This checklist summarizes the steps for securing an investment in testing. The process is neither sequential, nor automatic. That's part of the point. This is essentially a mechanism for securing investment (resources and commitment) to produce some value for the organization.
This checklist summarizes the steps for securing an investment in testing. The process is neither sequential, nor automatic. That's part of the point. This is essentially a mechanism for securing investment (resources and commitment) to produce some value for the organization.
Step - Identify the sponsor(s) who have an interest in the value testing can deliver.
This means identify who has an interest in the value delivered by the system(s) you are proposing to test. Testing (or development) may have been talking to the wrong people.
This can cause organizational friction if development isn't delivering value or sees itself as the sole communicator or arbiter of how systems deliver value.
Step - Identify the compelling values that motivated building the system in the first place.
This means understanding the value people will get from the system in use if everything works out as planned. You have to understand what the intended users do.
This means access to the formal and informal system justifications. If there is resistance (which there may be), say, "I need to focus my test plans on what is important."

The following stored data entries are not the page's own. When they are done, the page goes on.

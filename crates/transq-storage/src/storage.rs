//! Object storage abstraction.

use std::path::Path;

use async_trait::async_trait;
use tracing::debug;

use crate::error::{StorageError, StorageResult};

/// Key/value blob store addressed by object key.
#[async_trait]
pub trait ObjectStorage: Send + Sync {
    async fn exists(&self, key: &str) -> StorageResult<bool>;

    /// Read an object. `NotFound` if the key does not exist.
    async fn read(&self, key: &str) -> StorageResult<Vec<u8>>;

    /// Write an object, replacing any existing one.
    async fn write(&self, key: &str, data: Vec<u8>) -> StorageResult<()>;

    /// Download an object into a local file.
    async fn download_to(&self, key: &str, path: &Path) -> StorageResult<()> {
        let bytes = self.read(key).await?;

        if let Some(parent) = path.parent() {
            tokio::fs::create_dir_all(parent).await.map_err(|e| {
                StorageError::download_failed(format!("Failed to create directory: {}", e))
            })?;
        }
        tokio::fs::write(path, bytes)
            .await
            .map_err(|e| StorageError::download_failed(format!("Failed to write file: {}", e)))?;

        debug!("Downloaded {} to {}", key, path.display());
        Ok(())
    }

    /// Upload a local file as an object.
    async fn upload_from(&self, path: &Path, key: &str) -> StorageResult<()> {
        let bytes = tokio::fs::read(path)
            .await
            .map_err(|e| StorageError::upload_failed(format!("Failed to read file: {}", e)))?;
        self.write(key, bytes).await
    }
}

Step - Identify what places this intended value at risk and what information about a system might reduce that risk (actual and perceived).
This connects the justification simultaneously to sponsor's concerns, and to the core capability of testing reliable information about a system.
Testing exists because intentions and predictions of system behavior are not perfectly reliable. Developers or sponsors may not want to admit that some of their speculations are less than perfectly reliable.
Step - Develop a candidate testing implementation to provide the valuable information that has been identified.
You are proposing a way to deliver the valuable information you have identified.
You have every right to propose providing any information that is valuable, and within your capabilities. "Testing doesn't do that" is a smoke screen. "Well, somebody ought to, and we can." End of issue.
Any process change impacts all the associated processes. Include them.
Step - Develop your presentation in terms of the seven process investment questions.
Use directional / trend assertions. Back then up with loosely related but accurate data (the helpdesk error rates, for example). Use a narrative to reinforce your points.
Some colleagues from development or testing may object to directional measures. In fact, viewed from the outside, development itself is directional and probabilistic. Stick to the data: real systems have bugs. Unless the bugs were intentional, development produces probabilistic, not absolute results.
Step - Track and report implementation progress to all interfacing organizations and to sponsors.
Once the investment is approved, getting it implemented becomes your project. When you suggest a testing process change, you are not prescribing something for senior management to do, you are offering to go do something yourself if they approve.
Interfacing organizations may try a "pocket veto." That's their problem. Reporting on what is getting done (and not) is yours.
Step - Track and report outputs to supporting organizations and sponsors.
An investment in a business process is like a loan - you're committed to make it pay off.
You're accountable for the outputs you committed to produce. The supporting/influencing processes and people are likewise accountable for using it, or not.